In support of the eighth cause of action for quasi contract, Plaintiff alleges Pacific has "unjustly retained" money paid as "fees, costs, [and] commissions" acquired via "defective loan documents." (Doc. # 21 at 25). Plaintiff alleges Pacific was unjustly enriched at his expense. Id.

Pacific contends that Plaintiff has failed to identify what alleged mistaken payments he made with sufficient specificity to allow Pacific to defend against Plaintiff's allegations. (Doc. # 25-1 at 14).

Plaintiff has failed to allege sufficient facts to support his contention that retention of any payments was unjust, to identify the mistaken payments to Pacific, or to identify the defects in the loan documents. The Court concludes Plaintiff's allegations do not state a claim for relief under a quasi contract theory.

I. Determination of the Validity of the Lien

In support of the Ninth Cause of Action for determination of the validity of the lien, Plaintiff alleges "the defective documentation, false representations and/or fraud that induced Plaintiff to enter into the loan render the security interest invalid and unenforceable." (Doc. # 21 at 26). Plaintiff alleges that the "wrongful acts" of Defendants have forfeited Defendants' interest in the property. Id.

Pacific contends that this cause of action is simply a quiet title claim. (Doc. # 25-1 at 14). Pacific contends Plaintiff has not labeled his claim a quiet title claim to avoid the requirement that Plaintiff verify a quiet title claim. Id. Pacific further contends it does not claim an interest in the property, and cannot be subjected to a quiet title claim. Id. Finally, Pacific contends Plaintiff cannot seek to quiet title without paying the outstanding balance of his mortgage, which Plaintiff has not alleged he can or will do. Id.

Pacific has asserted that it has no interest in the property in question. Therefore, Plaintiff's claim for a determination of the validity of the lein against Pacific is dismissed.

J. Leave to Amend

If Plaintiff wishes to file an amended complaint, Plaintiff may file a motion for leave to file a second amended complaint which attaches a copy of the proposed second amended complaint within 30 days of the date of this order.

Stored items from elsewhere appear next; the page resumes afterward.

/*!
    access to the slave's EEPROM through the Slave Information Interface (SII)

    Only what the master needs to identify a slave is read: the fixed identity words and the device name found in the categories. ETG.1000.6 5.4
*/

use core::time::Duration;
use bilge::prelude::*;
use log::debug;
use crate::{
    rawmaster::RawMaster,
    data::{self, Field, PduData, Storage, Cursor},
    registers::{self, SiiControl},
    slave::SlaveIdentity,
    error::{EthercatError, EthercatResult},
    };

/// EEPROM addresses are counted in words of this size
pub const WORD: usize = core::mem::size_of::<u16>();

/// layout of the EEPROM content, fields are at byte addresses in the EEPROM
pub mod eeprom {
    use super::*;

    /// configured station alias, copied by the slave to [registers::address::alias] at power up
    pub const alias: Field<u16> = Field::simple(WORD*0x0004);

    /// identity words, ETG.1000.6 table 16
    pub mod device {
        use super::*;

        pub const vendor: Field<u32> = Field::simple(WORD*0x0008);
        pub const product: Field<u32> = Field::simple(WORD*0x000a);
        pub const revision: Field<u32> = Field::simple(WORD*0x000c);
        pub const serial: Field<u32> = Field::simple(WORD*0x000e);
    }

    /// byte address of the first category header
    pub const categories: usize = WORD*0x0040;
}

/// header of a SII category, ETG.1000.6 table 17
#[bitsize(32)]
#[derive(FromBits, DebugBits, Copy, Clone, Default)]
struct CategoryHeader {
    /// category type as defined in ETG.1000.6 table 19
    ty: u16,
    /// size of the following category content in words
    size: u16,
}
data::bilge_pdudata!(CategoryHeader, u32);

/// strings repository, ETG.1000.6 table 20
const CATEGORY_STRINGS: u16 = 10;
/// general information, ETG.1000.6 table 21
const CATEGORY_GENERAL: u16 = 30;
const CATEGORY_END: u16 = 0xffff;
/// offset of the device name index in the general category
const GENERAL_NAME: usize = 3;
/// guard against EEPROMs with no end marker
const MAX_CATEGORIES: usize = 64;
/// delay between two polls of the SII busy flag
const SII_POLL: Duration = Duration::from_micros(100);

/// reader of a slave's EEPROM, the slave must already have a fixed address
pub struct Sii<'a> {
    master: &'a RawMaster,
    slave: u16,
    retries: usize,
}
impl<'a> Sii<'a> {
    /// `retries` is the number of polls of the interface before a read is considered failed
    pub fn new(master: &'a RawMaster, slave: u16, retries: usize) -> Self {
        Self {master, slave, retries: retries.max(1)}
    }

    /// read a value at a byte address in the EEPROM, which must be word-aligned
    pub async fn read<T: PduData>(&self, field: Field<T>) -> EthercatResult<T> {
        let mut buffer = T::Packed::zeroed();
        self.read_slice(field.byte, &mut buffer.as_mut()[.. field.len]).await?;
        Ok(T::unpack(buffer.as_ref())?)
    }

    /// fill `data` with the EEPROM content starting at the given byte address, which must be word-aligned
    pub async fn read_slice(&self, start: usize, data: &mut [u8]) -> EthercatResult {
        if start % WORD != 0
            {return Err(EthercatError::Master("EEPROM reads must be word aligned"))}
        let mut cursor = Cursor::new(data);
        while ! cursor.remain().is_empty() {
            let chunk = self.read_chunk((start + cursor.position()) / WORD).await?;
            let size = cursor.remain().len().min(chunk.len());
            cursor.write(&chunk[.. size])?;
        }
        Ok(())
    }

    /// vendor, product, revision, serial and name
    pub async fn identity(&self) -> EthercatResult<SlaveIdentity> {
        Ok(SlaveIdentity {
            vendor: self.read(eeprom::device::vendor).await?,
            product: self.read(eeprom::device::product).await?,
            revision: self.read(eeprom::device::revision).await?,
            serial: self.read(eeprom::device::serial).await?,
            name: self.name().await?,
        })
    }

    /// device name pointed by the general category, empty if the EEPROM has none
    pub async fn name(&self) -> EthercatResult<String> {
        let mut address = eeprom::categories;
        let mut strings = None;
        let mut index = None;
        for _ in 0 .. MAX_CATEGORIES {
            let header = self.read(Field::<CategoryHeader>::simple(address)).await?;
            let content = address + CategoryHeader::packed_size();
            let size = usize::from(header.size()) * WORD;
            match header.ty() {
                CATEGORY_END => break,
                CATEGORY_STRINGS => {
                    let mut data = vec![0; size];
                    self.read_slice(content, &mut data).await?;
                    strings = Some(data);
                },
                CATEGORY_GENERAL => {
                    let general = self.read(Field::<[u8; 4]>::simple(content)).await?;
                    index = Some(general[GENERAL_NAME]);
                },
                _ => {},
            }
            if strings.is_some() && index.is_some() {break}
            address = content + size;
        }
        Ok(match (strings, index) {
            (Some(strings), Some(index)) => string_at(&strings, index).unwrap_or_default(),
            _ => String::new(),
        })
    }

    async fn read_chunk(&self, word: usize) -> EthercatResult<[u8; 4]> {
        let word = u32::try_from(word)
            .map_err(|_| EthercatError::Master("EEPROM address out of range"))?;
        self.wait_idle().await?;
        self.master.fpwr(self.slave, registers::sii::address, word).await?.one()?;
        self.master.fpwr(self.slave, registers::sii::control, {
            let mut control = SiiControl::default();
            control.set_read_operation(true);
            control
            }).await?.one()?;
        self.wait_idle().await?;
        self.master.fprd(self.slave, registers::sii::data).await?.one()
    }

    async fn wait_idle(&self) -> EthercatResult {
        for _ in 0 .. self.retries {
            let control = self.master.fprd(self.slave, registers::sii::control).await?.one()?;
            if control.command_error()
                {return Err(EthercatError::Protocol("SII command error"))}
            if ! control.busy() && ! control.read_operation()
                {return Ok(())}
            debug!("SII of slave {:#06x} busy", self.slave);
            tokio::time::sleep(SII_POLL).await;
        }
        Err(EthercatError::Timeout("SII interface stays busy"))
    }
}

/// string number `index` (starting at 1) of a strings category content
fn string_at(strings: &[u8], index: u8) -> Option<String> {
    let mut cursor = Cursor::new(strings);
    let count = cursor.unpack::<u8>().ok()?;
    if index == 0 || index > count
        {return None}
    for _ in 1 .. index {
        let len = cursor.unpack::<u8>().ok()?;
        cursor.read(usize::from(len)).ok()?;
    }
    let len = cursor.unpack::<u8>().ok()?;
    let text = cursor.read(usize::from(len)).ok()?;
    Some(String::from_utf8_lossy(text).into_owned())
}


#[cfg(test)]
mod tests {
    use super::*;

    #[test]
    fn strings() {
        let strings = [2, 3, b'a', b'b', b'c', 2, b'E', b'K'];
        assert_eq!(string_at(&strings, 1).as_deref(), Some("abc"));
        assert_eq!(string_at(&strings, 2).as_deref(), Some("EK"));
        assert_eq!(string_at(&strings, 0), None);
        assert_eq!(string_at(&strings, 3), None);
        assert_eq!(string_at(&[3, 4, b'a'], 1), None);
    }

    #[test]
    fn layout() {
        assert_eq!(eeprom::alias.byte, 0x08);
        assert_eq!(eeprom::device::vendor.range(), 0x10 .. 0x14);
        assert_eq!(eeprom::device::serial.range(), 0x1c .. 0x20);
        let header = CategoryHeader::unpack(&[10, 0, 4, 0]).unwrap();
        assert_eq!(header.ty(), CATEGORY_STRINGS);
        assert_eq!(header.size(), 4);
    }
}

II. Aurora's Motion to Dismiss and Motion to Strike

Plaintiff failed to file an opposition to Aurora's Motion to Dismiss (Doc. # 26) or to Aurora's Motion to Strike (Doc. # 27). Pursuant to Civil Local Rule 7.1.f.3.c, "If an opposing party fails to file" an opposition "in the manner required by Civil Local Rule 7.1.e.2, that failure may constitute consent to the granting of a motion or other request for ruling by the court."

The Court therefore grants Aurora's Motion to Dismiss (Doc. # 26) as unopposed and denies Aurora's Motion to Strike (Doc. # 27) as moot.


IT IS HEREBY ORDERED THAT the Motion to Dismiss (Doc. # 25) filed by Defendant Pacific Mortgage Consultants is GRANTED. IT IS FURTHER ORDERED THAT the Motion to Dismiss (Doc. # 26) filed by Defendant Aurora Loan Services is GRANTED and that the Motion to Strike (Doc. # 27) filed by Defendant Aurora Loan Services is DENIED AS MOOT. The above captioned action is DISMISSED as to Defendants Pacific Mortgage Consultants and Aurora Loan Services.